— Да странно как–то. Ничего толком не помню. Голову зачем–то продырявили. Я так понимаю, эти штуки в мозг вводили… микрощупы, — его передёрнуло. — Но это до свадьбы заживет, как выражается Славин в таких случаях. Ты что–нибудь знаешь, из–за чего меня так?
Лена покачала головой.
— Ну а дальше как? Я в чём–то виноват? — Яша посмотрел на неё искоса, ожидая неприятного.
— Всё в порядке, — эти слова Лена протолкнула через горло комком. — Ошибка. Тебе, наверное, цацку дадут, — предположила она.
— А как я в Комиссии? — не успокаивался Вандерхузе.
— Ты председатель, — успокоила его Лена.
Яков явно обрадовался.
— Ну тогда ладно. Когда заседание? Повестка какая? Я ж ни пса не готов…
Лена вздохнула и начала рассказывать про комиссию. Вандерхузе слушал заинтересованно, и это было почему–то особенно неприятно.
— Мне тут предлагают на Леониду слетать, — сказал он наконец. — В живых озёрах полежу. Недельки на две, как раз к заседанию успею. Одному. Говорят, нет путёвок. Извини, Лена.

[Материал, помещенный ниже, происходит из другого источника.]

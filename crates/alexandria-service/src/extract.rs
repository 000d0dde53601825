//! Field extraction from loosely structured catalog feed entries.
//!
//! The works feed is not a stable schema: absent or malformed fields
//! degrade to defaults instead of failing the entry.

use alexandria_core::{Work, WorkKey};
use serde_json::Value;

/// Pulls the work key out of a feed entry.
///
/// Returns `None` when the key is missing, blank or not a string; such
/// entries cannot be stored and are skipped by the caller.
#[must_use]
pub fn extract_key(entry: &Value) -> Option<WorkKey> {
    entry
        .get("key")
        .and_then(Value::as_str)
        .and_then(|raw| WorkKey::new(raw).ok())
}

/// Pulls the title, falling back to [`Work::UNKNOWN_TITLE`].
#[must_use]
pub fn extract_title(entry: &Value) -> String {
    entry
        .get("title")
        .and_then(Value::as_str)
        .unwrap_or(Work::UNKNOWN_TITLE)
        .to_string()
}

/// Pulls the description, which the catalog ships either as a plain string
/// or wrapped in a `{"type": ..., "value": "..."}` object.
#[must_use]
pub fn extract_description(entry: &Value) -> Option<String> {
    match entry.get("description") {
        Some(Value::String(s)) => Some(s.clone()),
        Some(Value::Object(map)) => map.get("value").and_then(Value::as_str).map(str::to_string),
        _ => None,
    }
}

/// Pulls subject tags, keeping only string elements, in feed order.
#[must_use]
pub fn extract_subjects(entry: &Value) -> Vec<String> {
    entry
        .get("subjects")
        .and_then(Value::as_array)
        .map(|subjects| {
            subjects
                .iter()
                .filter_map(Value::as_str)
                .map(str::to_string)
                .collect()
        })
        .unwrap_or_default()
}

/// Pulls cover identifiers, keeping only integral elements, in feed order.
#[must_use]
pub fn extract_covers(entry: &Value) -> Vec<i64> {
    entry
        .get("covers")
        .and_then(Value::as_array)
        .map(|covers| covers.iter().filter_map(Value::as_i64).collect())
        .unwrap_or_default()
}
//! SQLite author repository implementation.

use crate::{traits::AuthorRepository, DatabasePoolInterface};
use alexandria_core::{AlexandriaError, AlexandriaResult, Author, AuthorKey};
use async_trait::async_trait;
use chrono::{DateTime, Utc};
use shaku::Component;
use sqlx::FromRow;
use std::sync::Arc;
use tracing::debug;

/// SQLite author repository implementation.
#[derive(Component, Clone)]
#[shaku(interface = AuthorRepository)]
pub struct SqliteAuthorRepository {
    #[shaku(inject)]
    pool: Arc<dyn DatabasePoolInterface>,
}

impl SqliteAuthorRepository {
    /// Creates a new SQLite author repository.
    #[must_use]
    pub fn new(pool: Arc<dyn DatabasePoolInterface>) -> Self {
        Self { pool }
    }
}

/// Database row representation of an author.
#[derive(Debug, FromRow)]
struct AuthorRow {
    author_key: String,
    author_name: Option<String>,
    created_at: DateTime<Utc>,
}

impl From<AuthorRow> for Author {
    fn from(row: AuthorRow) -> Self {
        Author {
            // Keys are normalized before they reach the store.
            key: AuthorKey::new_unchecked(row.author_key),
            name: row.author_name,
            created_at: row.created_at,
        }
    }
}

#[async_trait]
impl AuthorRepository for SqliteAuthorRepository {
    async fn find_by_key(&self, key: &AuthorKey) -> AlexandriaResult<Option<Author>> {
        debug!("Finding author by key: {}", key);

        let row = sqlx::query_as::<_, AuthorRow>(
            r#"
            SELECT author_key, author_name, created_at
            FROM authors
            WHERE author_key = ?
            "#,
        )
        .bind(key.as_str())
        .fetch_optional(self.pool.inner())
        .await?;

        Ok(row.map(Author::from))
    }

    async fn find_by_name_contains(&self, fragment: &str) -> AlexandriaResult<Vec<Author>> {
        debug!("Finding authors by name fragment: {:?}", fragment);

        let rows = sqlx::query_as::<_, AuthorRow>(
            r#"
            SELECT author_key, author_name, created_at
            FROM authors
            WHERE author_name IS NOT NULL
              AND LOWER(author_name) LIKE '%' || LOWER(?) || '%'
            ORDER BY created_at, author_key
            "#,
        )
        .bind(fragment)
        .fetch_all(self.pool.inner())
        .await?;

        Ok(rows.into_iter().map(Author::from).collect())
    }

    async fn save(&self, author: &Author) -> AlexandriaResult<Author> {
        debug!("Saving author: {}", author.key);

        sqlx::query(
            r#"
            INSERT INTO authors (author_key, author_name, created_at)
            VALUES (?, ?, ?)
            ON CONFLICT (author_key) DO UPDATE SET author_name = excluded.author_name
            "#,
        )
        .bind(author.key.as_str())
        .bind(author.name.as_deref())
        .bind(author.created_at)
        .execute(self.pool.inner())
        .await?;

        self.find_by_key(&author.key).await?.ok_or_else(|| {
            AlexandriaError::Database(format!("Author {} not found after save", author.key))
        })
    }
}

Тут она, наконец, поняла, почему он всё время извиняется, и её передёрнуло от отвращения.
Вандерхузе это почувствовал.
— Ну Лена, ну вот чего ты опять, — начал он привычно-раздражённым голосом. — Это же начальство распорядилось, я тут при чём. Я вообще ничего не решаю…
— Яша, я не имела в виду… — начала тем же тоном Завадская и осеклась.
Что–то изменилось. Ощущение было, будто порвалась какая–то нитка.
Тут же зазвенела панелька: пришло сообщение.
Завадская открыла раздел сообщений. Последнее было от Горбовского.
«Небольшой подарок» — прочла она и перевела взгляд на своего мужчину.
Тот улыбался — широко, счастливо. Так, как улыбаются люди с чистой совестью.
— Ленка, милая, — сказал он, не переставая улыбаться. — А я же тебя ведь очень люблю… — сказал он почти с удивлением. — Чего мы собачимся–то? Ну хочешь, не поеду я на Леониду. Начальство не начальство… ну его. Лучше с тобой куда–нибудь поедем.
В его голосе чего–то не хватало. Лена прислушалась и поняла — той самой виновато-раздражённой нотки, которая была всегда.
Тут Лена поняла, что именно сделал Горбовский — и её скрутило. Так что она, наконец, заплакала — настоящими солёными слезами.
Вандерхузе подался вперёд, неловко обнял её за плечи, притянул к себе.
— Ну, ну, — говорил он ей куда–то в макушку, — всё уже, всё в порядке, всё хорошо. Только не надо плакать… Я вообще не помню, чтобы ты плакала, — сказал он с удивлением.
Снова звякнула панелька. Лена осторожно высвободилась из объятий, чтобы прочесть и ответить.
Там было одно слово: «Хочешь?»
«Я могла бы быть счастлива» — подумала Лена. Секунды две или три она наслаждалась этой мыслью: стать, наконец, действительно счастливой — рядом с любимым. Который перед ней ни в чём не виноват и о котором она не знает ничего плохого.
«Нет» — отстучала она и в конце добавила точку.
Туман в голове рассеялся. Она вспомнила весь разговор. Свой страх, парализованные ноги, слова «я понимаю своё положение» и слова — «теперь вы в моей команде».
Панелька пискнула повторно и выдала: «Завтра 12-00 в моём кабинете здесь».
— Что там? — забеспокоился Вандерхузе. — У тебя лицо какое–то странное. Что–то случилось? Опять факап?
— Всё хорошо, — Лена улыбнулась почти без усилий. — Леонид Андреевич всё устроил. Прорвёмся.
— Прорвёмся, — обрадованно повторил Вандерхузе.
Лене пришло в голову, что она может пригласить хорошего психокорректора и убрать мерзкое воспоминание. Никто не узнает и не поймёт. Следующей мыслью было, что
Завадская ещё раз посмотрела на своего мужчину: большого, сильного, с открытым лицом жизнелюбца. Глядящего на неё с той весёлой нежностью, которая так нравилась ей.
— Поцелуй меня, — сказала она и привычно подставила шею.